>>

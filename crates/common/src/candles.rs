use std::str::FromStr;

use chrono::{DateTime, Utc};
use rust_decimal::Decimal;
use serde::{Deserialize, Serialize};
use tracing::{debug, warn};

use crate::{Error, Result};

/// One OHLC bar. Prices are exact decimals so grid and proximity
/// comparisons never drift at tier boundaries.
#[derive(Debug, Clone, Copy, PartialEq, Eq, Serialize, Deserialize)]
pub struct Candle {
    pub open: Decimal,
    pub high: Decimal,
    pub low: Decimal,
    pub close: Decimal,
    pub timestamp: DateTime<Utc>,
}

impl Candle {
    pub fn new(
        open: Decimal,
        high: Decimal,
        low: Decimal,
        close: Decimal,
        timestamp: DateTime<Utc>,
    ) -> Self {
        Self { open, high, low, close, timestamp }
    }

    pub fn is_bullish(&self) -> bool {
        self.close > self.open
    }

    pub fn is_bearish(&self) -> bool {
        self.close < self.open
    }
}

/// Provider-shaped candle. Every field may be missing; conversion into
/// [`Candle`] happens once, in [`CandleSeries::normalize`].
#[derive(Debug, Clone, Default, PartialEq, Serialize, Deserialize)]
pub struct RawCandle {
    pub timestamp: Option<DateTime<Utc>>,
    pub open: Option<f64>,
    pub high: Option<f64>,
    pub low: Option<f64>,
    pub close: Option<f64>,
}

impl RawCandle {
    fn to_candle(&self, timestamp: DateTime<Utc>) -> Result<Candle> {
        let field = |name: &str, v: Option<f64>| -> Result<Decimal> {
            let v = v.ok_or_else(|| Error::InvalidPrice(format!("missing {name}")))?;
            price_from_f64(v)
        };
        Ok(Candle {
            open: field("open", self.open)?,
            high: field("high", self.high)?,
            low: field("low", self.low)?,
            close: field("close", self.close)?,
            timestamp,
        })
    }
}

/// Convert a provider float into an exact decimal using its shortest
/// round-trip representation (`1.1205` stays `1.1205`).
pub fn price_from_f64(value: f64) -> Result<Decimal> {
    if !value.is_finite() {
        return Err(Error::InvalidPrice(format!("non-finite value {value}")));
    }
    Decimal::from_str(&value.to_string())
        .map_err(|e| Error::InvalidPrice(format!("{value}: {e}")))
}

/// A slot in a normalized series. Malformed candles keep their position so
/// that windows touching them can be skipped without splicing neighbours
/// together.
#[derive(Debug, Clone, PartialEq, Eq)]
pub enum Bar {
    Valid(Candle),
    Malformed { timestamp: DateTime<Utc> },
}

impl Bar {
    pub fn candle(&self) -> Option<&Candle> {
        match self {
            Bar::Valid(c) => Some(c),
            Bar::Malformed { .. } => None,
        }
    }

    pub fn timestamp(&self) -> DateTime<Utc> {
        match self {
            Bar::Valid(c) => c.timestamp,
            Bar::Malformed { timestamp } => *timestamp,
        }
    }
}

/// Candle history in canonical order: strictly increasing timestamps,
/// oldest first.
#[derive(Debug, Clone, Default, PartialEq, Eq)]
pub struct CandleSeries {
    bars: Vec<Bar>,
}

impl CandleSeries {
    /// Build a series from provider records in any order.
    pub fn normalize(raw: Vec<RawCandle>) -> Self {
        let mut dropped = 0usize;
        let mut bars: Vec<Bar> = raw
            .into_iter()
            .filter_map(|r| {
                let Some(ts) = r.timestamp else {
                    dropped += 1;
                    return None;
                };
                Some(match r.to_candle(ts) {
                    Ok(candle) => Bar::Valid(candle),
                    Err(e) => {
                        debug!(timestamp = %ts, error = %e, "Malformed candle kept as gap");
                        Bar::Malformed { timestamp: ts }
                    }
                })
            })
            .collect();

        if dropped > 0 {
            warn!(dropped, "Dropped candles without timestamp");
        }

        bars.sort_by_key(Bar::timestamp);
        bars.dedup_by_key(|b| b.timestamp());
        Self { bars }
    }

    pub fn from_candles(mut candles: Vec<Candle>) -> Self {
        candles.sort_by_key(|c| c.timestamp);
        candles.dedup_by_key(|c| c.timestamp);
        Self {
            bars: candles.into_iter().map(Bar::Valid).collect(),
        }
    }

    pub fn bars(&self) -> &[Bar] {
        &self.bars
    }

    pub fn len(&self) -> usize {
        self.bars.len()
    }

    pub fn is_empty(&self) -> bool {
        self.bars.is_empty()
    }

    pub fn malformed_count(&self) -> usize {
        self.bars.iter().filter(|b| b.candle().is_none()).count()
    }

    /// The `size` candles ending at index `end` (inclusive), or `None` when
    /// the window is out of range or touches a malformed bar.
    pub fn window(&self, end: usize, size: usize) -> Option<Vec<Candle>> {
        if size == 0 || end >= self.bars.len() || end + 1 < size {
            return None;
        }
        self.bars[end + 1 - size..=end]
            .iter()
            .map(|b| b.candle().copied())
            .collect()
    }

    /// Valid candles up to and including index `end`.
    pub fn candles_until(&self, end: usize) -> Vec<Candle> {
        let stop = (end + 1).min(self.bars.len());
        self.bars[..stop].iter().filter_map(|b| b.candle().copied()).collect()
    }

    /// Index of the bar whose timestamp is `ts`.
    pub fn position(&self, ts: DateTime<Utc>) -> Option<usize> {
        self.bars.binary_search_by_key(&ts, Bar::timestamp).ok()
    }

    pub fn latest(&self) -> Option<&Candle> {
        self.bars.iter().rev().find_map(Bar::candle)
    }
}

<<
>>

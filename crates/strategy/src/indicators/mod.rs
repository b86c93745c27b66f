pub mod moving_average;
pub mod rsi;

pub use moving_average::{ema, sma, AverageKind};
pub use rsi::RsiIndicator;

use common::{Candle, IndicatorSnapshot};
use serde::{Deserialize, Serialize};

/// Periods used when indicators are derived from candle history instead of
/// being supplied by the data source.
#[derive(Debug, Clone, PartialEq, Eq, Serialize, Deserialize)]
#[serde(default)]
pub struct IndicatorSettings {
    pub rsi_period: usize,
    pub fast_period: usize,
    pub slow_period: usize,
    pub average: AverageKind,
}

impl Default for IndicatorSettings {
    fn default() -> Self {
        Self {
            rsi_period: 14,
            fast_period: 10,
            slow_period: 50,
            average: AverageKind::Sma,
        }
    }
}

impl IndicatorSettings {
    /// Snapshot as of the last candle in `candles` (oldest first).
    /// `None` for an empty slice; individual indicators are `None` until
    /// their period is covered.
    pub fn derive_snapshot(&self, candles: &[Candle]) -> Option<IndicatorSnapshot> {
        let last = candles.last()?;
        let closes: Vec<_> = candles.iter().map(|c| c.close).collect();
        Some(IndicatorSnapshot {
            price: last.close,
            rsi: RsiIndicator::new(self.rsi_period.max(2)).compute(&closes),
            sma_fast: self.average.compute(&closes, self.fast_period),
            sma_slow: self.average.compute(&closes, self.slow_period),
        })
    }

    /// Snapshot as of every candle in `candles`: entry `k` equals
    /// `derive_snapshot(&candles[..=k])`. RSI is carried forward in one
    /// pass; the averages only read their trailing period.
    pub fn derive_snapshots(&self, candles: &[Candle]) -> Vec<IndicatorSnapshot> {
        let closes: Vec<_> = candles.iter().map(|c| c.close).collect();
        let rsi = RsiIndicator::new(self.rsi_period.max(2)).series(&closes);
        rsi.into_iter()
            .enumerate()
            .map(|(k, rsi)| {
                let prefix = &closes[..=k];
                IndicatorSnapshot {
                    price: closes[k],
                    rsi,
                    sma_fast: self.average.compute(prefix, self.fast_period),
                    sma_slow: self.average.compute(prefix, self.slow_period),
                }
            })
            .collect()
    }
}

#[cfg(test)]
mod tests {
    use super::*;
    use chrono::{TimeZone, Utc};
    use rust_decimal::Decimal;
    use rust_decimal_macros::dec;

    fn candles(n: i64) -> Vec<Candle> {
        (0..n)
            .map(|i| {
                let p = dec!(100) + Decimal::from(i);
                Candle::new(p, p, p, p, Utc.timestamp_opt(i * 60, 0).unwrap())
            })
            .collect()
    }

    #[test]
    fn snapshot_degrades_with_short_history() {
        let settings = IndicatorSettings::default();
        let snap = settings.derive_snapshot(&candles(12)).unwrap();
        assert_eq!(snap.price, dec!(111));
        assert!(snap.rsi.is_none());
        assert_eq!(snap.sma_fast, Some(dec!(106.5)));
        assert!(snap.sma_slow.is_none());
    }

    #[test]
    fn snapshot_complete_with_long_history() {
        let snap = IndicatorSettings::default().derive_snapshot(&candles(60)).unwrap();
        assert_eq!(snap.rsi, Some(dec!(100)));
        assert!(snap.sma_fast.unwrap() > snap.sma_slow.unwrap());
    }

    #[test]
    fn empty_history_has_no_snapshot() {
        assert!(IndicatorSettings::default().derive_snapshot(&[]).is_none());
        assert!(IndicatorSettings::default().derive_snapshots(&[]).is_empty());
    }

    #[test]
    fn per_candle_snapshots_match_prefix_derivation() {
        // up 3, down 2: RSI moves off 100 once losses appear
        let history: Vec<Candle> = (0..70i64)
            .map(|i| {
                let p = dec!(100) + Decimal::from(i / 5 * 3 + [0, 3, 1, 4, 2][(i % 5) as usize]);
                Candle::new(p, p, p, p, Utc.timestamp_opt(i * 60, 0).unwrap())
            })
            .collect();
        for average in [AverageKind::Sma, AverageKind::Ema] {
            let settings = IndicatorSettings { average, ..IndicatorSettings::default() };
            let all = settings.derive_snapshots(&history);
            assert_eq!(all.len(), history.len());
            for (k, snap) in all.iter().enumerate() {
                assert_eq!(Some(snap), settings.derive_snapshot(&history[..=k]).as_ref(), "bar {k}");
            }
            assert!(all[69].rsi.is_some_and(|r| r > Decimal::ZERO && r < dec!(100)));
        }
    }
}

<<
>>

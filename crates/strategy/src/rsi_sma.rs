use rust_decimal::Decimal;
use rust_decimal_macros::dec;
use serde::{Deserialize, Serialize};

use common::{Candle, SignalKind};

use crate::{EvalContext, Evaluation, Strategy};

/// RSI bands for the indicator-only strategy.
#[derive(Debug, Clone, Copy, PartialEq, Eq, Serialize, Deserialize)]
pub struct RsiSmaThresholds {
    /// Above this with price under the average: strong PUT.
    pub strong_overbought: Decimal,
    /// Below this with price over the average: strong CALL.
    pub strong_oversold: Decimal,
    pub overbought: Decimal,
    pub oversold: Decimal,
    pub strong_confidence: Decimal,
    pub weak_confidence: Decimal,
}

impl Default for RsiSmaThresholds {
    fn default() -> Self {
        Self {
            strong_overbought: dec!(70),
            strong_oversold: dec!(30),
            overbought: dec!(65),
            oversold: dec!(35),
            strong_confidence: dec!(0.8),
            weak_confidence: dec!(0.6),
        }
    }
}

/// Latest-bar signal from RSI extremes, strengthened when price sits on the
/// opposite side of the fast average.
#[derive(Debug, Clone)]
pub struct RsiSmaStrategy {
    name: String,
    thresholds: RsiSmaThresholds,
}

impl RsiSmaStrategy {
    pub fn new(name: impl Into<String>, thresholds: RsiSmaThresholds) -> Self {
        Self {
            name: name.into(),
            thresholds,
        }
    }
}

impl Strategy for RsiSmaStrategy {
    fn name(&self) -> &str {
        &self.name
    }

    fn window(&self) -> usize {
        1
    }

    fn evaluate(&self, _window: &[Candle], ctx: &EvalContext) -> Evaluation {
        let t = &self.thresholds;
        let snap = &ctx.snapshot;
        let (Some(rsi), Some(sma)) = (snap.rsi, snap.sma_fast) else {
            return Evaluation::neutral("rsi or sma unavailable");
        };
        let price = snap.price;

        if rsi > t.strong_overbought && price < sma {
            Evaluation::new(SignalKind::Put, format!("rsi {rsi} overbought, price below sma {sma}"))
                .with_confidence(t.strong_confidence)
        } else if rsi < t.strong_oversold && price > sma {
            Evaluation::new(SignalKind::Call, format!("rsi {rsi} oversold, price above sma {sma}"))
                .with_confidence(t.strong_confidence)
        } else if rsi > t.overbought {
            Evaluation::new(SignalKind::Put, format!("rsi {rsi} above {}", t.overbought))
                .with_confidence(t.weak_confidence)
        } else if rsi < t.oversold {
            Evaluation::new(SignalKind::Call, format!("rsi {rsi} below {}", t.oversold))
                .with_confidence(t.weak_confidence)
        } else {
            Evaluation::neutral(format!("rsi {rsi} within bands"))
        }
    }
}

<<

WHAT IS EXPECTED:
Set down only the lines above that fall between the line holding "filename crates/common/src/candles.rs" and the line holding "grid and proximity", inclusive, keeping each exact.

SOLUTION:
filename crates/common/src/candles.rs
use std::str::FromStr;

use chrono::{DateTime, Utc};
use rust_decimal::Decimal;
use serde::{Deserialize, Serialize};
use tracing::{debug, warn};

use crate::{Error, Result};

/// One OHLC bar. Prices are exact decimals so grid and proximity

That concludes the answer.